The aims of O’Connell were far more national than political. He was studying in France when the great Revolution broke out, and its horrors made such an impression on his mind that he returned to his own country “half a Tory at heart.” His views were never what might be called Radical or democratic—though in many respects liberal; but he was a consummate demagogue—that is to say, a man gifted with a marvellous capacity of exciting, swaying, and controlling the mobs which were at once the sources and the subjects of his power. To these results, his commanding figure, expressive countenance, and splendid voice, contributed not a little. It may be doubted if there has ever been so accomplished an agitator in the modern world: those of the ancient republics spoke to much smaller audiences. One secret of his success (so far as he can be said to have succeeded) lay in the complete harmony which existed between himself and the majority of the Irish people. His face declared him to be an unmixed Celt, of the Hibernian variety; and not merely his face, but every throb of his nature. Passionate, impulsive, violent in thought and in expression, boastful, wayward, pathetic, and humorous, he drew from all these qualities a species of eloquence peculiarly suited to the audiences he addressed. In the open air, on a bleak hill-side, he would bring together thousands of half-barbarian peasantry, and play upon them, as a master plays upon an instrument. He had the almost unparalleled gift of stimulating his hearers to the very brink of some mad outbreak, and of restraining them at the last moment.

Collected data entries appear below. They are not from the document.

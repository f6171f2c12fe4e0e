//! Implementation of `pgdelta backup-mark`.

use clap::Args;

use crate::backup::mark_backup;
use crate::config::Settings;
use crate::Result;

#[derive(Debug, Clone, Args)]
pub struct BackupMarkArgs {
    /// Backup to mark
    pub backup_name: String,

    /// Remove the permanent mark instead of setting it
    #[arg(long = "impermanent", default_value_t = false)]
    pub impermanent: bool,
}

pub fn execute(args: BackupMarkArgs, settings: Settings) -> Result<()> {
    let changed = mark_backup(&settings.basebackups_folder(), &args.backup_name, !args.impermanent)?;
    for name in changed {
        println!("{name}");
    }
    Ok(())
}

It must be recorded to the credit of O’Connell that he always repudiated and condemned the resort to physical force, and that he did actually avoid it. Yet the turmoil he created was almost as distracting as civil war, and the gigantic failure of the Repeal movement was written in gloomy characters all over Ireland.
O’Connell had sat in the Imperial Parliament since 1829; and even in the House of Commons his fervid and headlong eloquence was often most impressive. But his greatest triumphs belonged, doubtless, to what may be called the platform order of oratory. The champion of Repeal had an unexampled command over the vocabulary of abuse; though it must be admitted that some of his opponents were not far behind in this effective accomplishment. Not only was O’Connell in the habit of referring, in general terms, to “the base, brutal, and bloody Saxon” (by whom, it may be necessary to explain, he meant the English people), but he attacked particular individuals with a ferocity of invective which was frequently more ludicrous than terrible. Unquestionably he had some of the characteristics of a great orator; yet his style was often tawdry, and his sentiment overwrought. Partly, perhaps, by virtue of these very characteristics, he acquired such an influence over the Roman Catholic Irish that there were but few things they would not have done, or abstained from doing, at a word from him. How far he was an honest man, is a subject which has been much disputed. It seems impossible to doubt that he loved his country, however imprudently; but it is also very difficult not to believe that he loved himself quite as much. In order to carry on his agitation, he called for the formation of a fund which came to be termed the Repeal Rent, and which was derived almost entirely from the weekly contributions of the poverty-stricken cotters of Ireland. These payments went into the hands of the Liberator, as O’Connell was fondly called; and it was asserted by many that the larger part was expended by him on his own gratifications. His advocates defend him in this respect by saying that he gave up a magnificent practice at the bar for the sake of conducting the Repeal movement, and that therefore he had a moral claim to some other source of income. But this is surely making patriotism easy, and even pleasant, after a fashion never before dreamt of by patriots of exalted character. It would appear also that in some instances O’Connell wrung their contributions from
the peasantry by absolute coercion, and that his ordinary dealings with his own tenants were particularly bad, since he acted as a “Middleman,” who appropriated three times as much rent as he paid to the head-landlord.[16] It is no answer to such statements to say that O’Connell died poor, for the Repeal Rent—long the chief source of his income—had dwindled to nothing for some few years before his death.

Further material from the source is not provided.